WHAT IS BEING ASKED
Will you write out all the entries below exactly?

DATA EXCERPTS
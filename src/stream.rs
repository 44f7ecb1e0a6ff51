//! Stream adaptor: incremental agent output → one Telegram response.
//!
//! One adaptor serves one outbound response. While the turn streams, the
//! accumulated buffer is mirrored into a single editable draft message —
//! a sliding window of the tail, throttled so the platform sees at most
//! ten edits a second. Draft traffic is cosmetic: every error there is
//! swallowed. On turn end the buffer becomes the real response: file-send
//! tags are stripped first, the remainder is converted to Telegram HTML
//! and sent in size-bounded segments.

use std::sync::{Arc, LazyLock};
use std::time::Duration;

use regex::Regex;
use tokio::time::Instant;
use tracing::{debug, warn};

use crate::markup;
use crate::splitter;
use crate::telegram::gateway::{Destination, Gateway, ParseMode, SendError};

/// Sliding-window size for draft updates.
pub const DRAFT_WINDOW: usize = 4000;

/// Minimum spacing between draft edits.
pub const DRAFT_INTERVAL: Duration = Duration::from_millis(100);

#[allow(clippy::expect_used)]
static SEND_FILE_RE: LazyLock<Regex> = LazyLock::new(|| Regex::new(r#"(?s)<send_file\s+path="([^"]+)"[^>]*>(.*?)</send_file>"#).expect("static regex"));

/// A file the agent asked the gateway to deliver.
#[derive(Debug, Clone, PartialEq, Eq)]
pub struct FileSend {
    /// Path as written by the agent; validated against the workspace
    /// before anything is sent.
    pub path: String,
    /// Tag body, used as the document caption.
    pub description: String,
}

/// Pull all `<send_file>` tags out of `text`, returning the remaining
/// text and the collected (path, description) pairs.
#[must_use]
pub fn extract_file_tags(text: &str) -> (String, Vec<FileSend>) {
    let mut files = Vec::new();
    for caps in SEND_FILE_RE.captures_iter(text) {
        files.push(FileSend {
            path: caps[1].to_owned(),
            description: caps[2].trim().to_owned(),
        });
    }
    let stripped = SEND_FILE_RE.replace_all(text, "").into_owned();
    (stripped, files)
}

/// Accumulates one response and mirrors it into a draft while streaming.
pub struct StreamAdaptor {
    gateway: Arc<dyn Gateway>,
    dest: Destination,
    draft_id: i64,
    buffer: String,
    last_draft_at: Option<Instant>,
    cancelled: bool,
}

impl StreamAdaptor {
    /// Create an adaptor with a fresh random positive draft id.
    #[must_use]
    pub fn new(gateway: Arc<dyn Gateway>, dest: Destination) -> Self {
        Self {
            gateway,
            dest,
            draft_id: rand::random_range(1..=i64::MAX),
            buffer: String::new(),
            last_draft_at: None,
            cancelled: false,
        }
    }

    /// The draft id this response animates.
    #[must_use]
    pub fn draft_id(&self) -> i64 {
        self.draft_id
    }

    /// Accumulated buffer. Test observability.
    #[must_use]
    pub fn buffer(&self) -> &str {
        &self.buffer
    }

    /// Append a streamed chunk and maybe refresh the draft.
    ///
    /// At most one draft edit goes out per [`DRAFT_INTERVAL`]; a throttled
    /// chunk only grows the buffer. A rate-limit reply pushes the next
    /// attempt past the hinted delay. All other draft errors are logged
    /// and swallowed. After [`StreamAdaptor::cancel`] this is a no-op.
    pub async fn push_chunk(&mut self, text: &str) {
        if self.cancelled {
            return;
        }
        self.buffer.push_str(text);

        let now = Instant::now();
        if let Some(last) = self.last_draft_at {
            if now.duration_since(last) < DRAFT_INTERVAL {
                return;
            }
        }

        let window = self.window();
        match self
            .gateway
            .send_draft(self.dest, self.draft_id, &window, ParseMode::Plain)
            .await
        {
            Ok(()) => self.last_draft_at = Some(now),
            Err(SendError::RateLimited { retry_after }) => {
                debug!(?retry_after, "draft rate limited");
                self.last_draft_at = Some(now + retry_after);
            }
            Err(err) => {
                // Drafts are cosmetic.
                debug!(%err, "draft update failed");
                self.last_draft_at = Some(now);
            }
        }
    }

    /// Stop producing output. The last partial draft is left standing —
    /// better a stale tail than an ellipsis nothing ever replaces.
    pub fn cancel(&mut self) {
        self.cancelled = true;
    }

    /// Whether [`StreamAdaptor::cancel`] was called.
    #[must_use]
    pub fn is_cancelled(&self) -> bool {
        self.cancelled
    }

    /// Finish the response: strip file tags, convert, split, send.
    ///
    /// Returns the file-send requests collected from the buffer. An empty
    /// buffer (or a cancelled adaptor) sends nothing.
    pub async fn finalize(self) -> Vec<FileSend> {
        if self.cancelled || self.buffer.is_empty() {
            return Vec::new();
        }

        // One last draft; the final message that follows replaces it.
        if let Err(err) = self
            .gateway
            .send_draft(self.dest, self.draft_id, "\u{2026}", ParseMode::Plain)
            .await
        {
            debug!(%err, "closing draft update failed");
        }

        // Tags must go before markup conversion — their bodies are not
        // user-facing text.
        let (text, files) = extract_file_tags(&self.buffer);

        let text = text.trim();
        if !text.is_empty() {
            let html = markup::markdown_to_html(text);
            for segment in splitter::split_html(&html) {
                self.send_segment(&segment).await;
            }
        }

        files
    }

    async fn send_segment(&self, segment: &str) {
        match self
            .gateway
            .send_message(self.dest, segment, ParseMode::Html)
            .await
        {
            Ok(()) => {}
            Err(SendError::BadMarkup(msg)) => {
                warn!(%msg, "segment rejected as HTML, retrying as plain text");
                if let Err(err) = self
                    .gateway
                    .send_message(self.dest, segment, ParseMode::Plain)
                    .await
                {
                    warn!(%err, "plain-text retry failed, segment dropped");
                }
            }
            Err(SendError::RateLimited { retry_after }) => {
                debug!(?retry_after, "final send rate limited, waiting once");
                tokio::time::sleep(retry_after).await;
                if let Err(err) = self
                    .gateway
                    .send_message(self.dest, segment, ParseMode::Html)
                    .await
                {
                    warn!(%err, "post-backoff send failed, segment dropped");
                }
            }
            Err(err) => {
                warn!(%err, "final send failed, segment dropped");
            }
        }
    }

    /// The visible draft window: the whole buffer while it fits, else an
    /// ellipsis line plus the trailing [`DRAFT_WINDOW`] bytes.
    fn window(&self) -> String {
        if self.buffer.len() <= DRAFT_WINDOW {
            return self.buffer.clone();
        }
        let mut start = self.buffer.len() - DRAFT_WINDOW;
        while !self.buffer.is_char_boundary(start) {
            start += 1;
        }
        format!("\u{2026}\n{}", &self.buffer[start..])
    }
}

SOLVED EXERCISE
filename src/stream.rs
repository 44f7ecb1e0a6ff51
//! Stream adaptor: incremental agent output → one Telegram response.
//!
//! One adaptor serves one outbound response. While the turn streams, the
//! accumulated buffer is mirrored into a single editable draft message —
//! a sliding window of the tail, throttled so the platform sees at most
//! ten edits a second. Draft traffic is cosmetic: every error there is
//! swallowed. On turn end the buffer becomes the real response: file-send
//! tags are stripped first, the remainder is converted to Telegram HTML
//! and sent in size-bounded segments.

use std::sync::{Arc, LazyLock};
use std::time::Duration;

use regex::Regex;
use tokio::time::Instant;
use tracing::{debug, warn};

use crate::markup;
use crate::splitter;
use crate::telegram::gateway::{Destination, Gateway, ParseMode, SendError};

/// Sliding-window size for draft updates.
pub const DRAFT_WINDOW: usize = 4000;

/// Minimum spacing between draft edits.
pub const DRAFT_INTERVAL: Duration = Duration::from_millis(100);

#[allow(clippy::expect_used)]
static SEND_FILE_RE: LazyLock<Regex> = LazyLock::new(|| Regex::new(r#"(?s)<send_file\s+path="([^"]+)"[^>]*>(.*?)</send_file>"#).expect("static regex"));

/// A file the agent asked the gateway to deliver.
#[derive(Debug, Clone, PartialEq, Eq)]
pub struct FileSend {
    /// Path as written by the agent; validated against the workspace
    /// before anything is sent.
    pub path: String,
    /// Tag body, used as the document caption.
    pub description: String,
}

/// Pull all `<send_file>` tags out of `text`, returning the remaining
/// text and the collected (path, description) pairs.
#[must_use]
pub fn extract_file_tags(text: &str) -> (String, Vec<FileSend>) {
    let mut files = Vec::new();
    for caps in SEND_FILE_RE.captures_iter(text) {
        files.push(FileSend {
            path: caps[1].to_owned(),
            description: caps[2].trim().to_owned(),
        });
    }
    let stripped = SEND_FILE_RE.replace_all(text, "").into_owned();
    (stripped, files)
}

/// Accumulates one response and mirrors it into a draft while streaming.
pub struct StreamAdaptor {
    gateway: Arc<dyn Gateway>,
    dest: Destination,
    draft_id: i64,
    buffer: String,
    last_draft_at: Option<Instant>,
    cancelled: bool,
}

impl StreamAdaptor {
    /// Create an adaptor with a fresh random positive draft id.
    #[must_use]
    pub fn new(gateway: Arc<dyn Gateway>, dest: Destination) -> Self {
        Self {
            gateway,
            dest,
            draft_id: rand::random_range(1..=i64::MAX),
            buffer: String::new(),
            last_draft_at: None,
            cancelled: false,
        }
    }

    /// The draft id this response animates.
    #[must_use]
    pub fn draft_id(&self) -> i64 {
        self.draft_id
    }

    /// Accumulated buffer. Test observability.
    #[must_use]
    pub fn buffer(&self) -> &str {
        &self.buffer
    }

    /// Append a streamed chunk and maybe refresh the draft.
    ///
    /// At most one draft edit goes out per [`DRAFT_INTERVAL`]; a throttled
    /// chunk only grows the buffer. A rate-limit reply pushes the next
    /// attempt past the hinted delay. All other draft errors are logged
    /// and swallowed. After [`StreamAdaptor::cancel`] this is a no-op.
    pub async fn push_chunk(&mut self, text: &str) {
        if self.cancelled {
            return;
        }
        self.buffer.push_str(text);

        let now = Instant::now();
        if let Some(last) = self.last_draft_at {
            if now.duration_since(last) < DRAFT_INTERVAL {
                return;
            }
        }

        let window = self.window();
        match self
            .gateway
            .send_draft(self.dest, self.draft_id, &window, ParseMode::Plain)
            .await
        {
            Ok(()) => self.last_draft_at = Some(now),
            Err(SendError::RateLimited { retry_after }) => {
                debug!(?retry_after, "draft rate limited");
                self.last_draft_at = Some(now + retry_after);
            }
            Err(err) => {
                // Drafts are cosmetic.
                debug!(%err, "draft update failed");
                self.last_draft_at = Some(now);
            }
        }
    }

    /// Stop producing output. The last partial draft is left standing —
    /// better a stale tail than an ellipsis nothing ever replaces.
    pub fn cancel(&mut self) {
        self.cancelled = true;
    }

    /// Whether [`StreamAdaptor::cancel`] was called.
    #[must_use]
    pub fn is_cancelled(&self) -> bool {
        self.cancelled
    }

    /// Finish the response: strip file tags, convert, split, send.
    ///
    /// Returns the file-send requests collected from the buffer. An empty
    /// buffer (or a cancelled adaptor) sends nothing.
    pub async fn finalize(self) -> Vec<FileSend> {
        if self.cancelled || self.buffer.is_empty() {
            return Vec::new();
        }

        // One last draft; the final message that follows replaces it.
        if let Err(err) = self
            .gateway
            .send_draft(self.dest, self.draft_id, "\u{2026}", ParseMode::Plain)
            .await
        {
            debug!(%err, "closing draft update failed");
        }

        // Tags must go before markup conversion — their bodies are not
        // user-facing text.
        let (text, files) = extract_file_tags(&self.buffer);

        let text = text.trim();
        if !text.is_empty() {
            let html = markup::markdown_to_html(text);
            for segment in splitter::split_html(&html) {
                self.send_segment(&segment).await;
            }
        }

        files
    }

    async fn send_segment(&self, segment: &str) {
        match self
            .gateway
            .send_message(self.dest, segment, ParseMode::Html)
            .await
        {
            Ok(()) => {}
            Err(SendError::BadMarkup(msg)) => {
                warn!(%msg, "segment rejected as HTML, retrying as plain text");
                if let Err(err) = self
                    .gateway
                    .send_message(self.dest, segment, ParseMode::Plain)
                    .await
                {
                    warn!(%err, "plain-text retry failed, segment dropped");
                }
            }
            Err(SendError::RateLimited { retry_after }) => {
                debug!(?retry_after, "final send rate limited, waiting once");
                tokio::time::sleep(retry_after).await;
                if let Err(err) = self
                    .gateway
                    .send_message(self.dest, segment, ParseMode::Html)
                    .await
                {
                    warn!(%err, "post-backoff send failed, segment dropped");
                }
            }
            Err(err) => {
                warn!(%err, "final send failed, segment dropped");
            }
        }
    }

    /// The visible draft window: the whole buffer while it fits, else an
    /// ellipsis line plus the trailing [`DRAFT_WINDOW`] bytes.
    fn window(&self) -> String {
        if self.buffer.len() <= DRAFT_WINDOW {
            return self.buffer.clone();
        }
        let mut start = self.buffer.len() - DRAFT_WINDOW;
        while !self.buffer.is_char_boundary(start) {
            start += 1;
        }
        format!("\u{2026}\n{}", &self.buffer[start..])
    }
}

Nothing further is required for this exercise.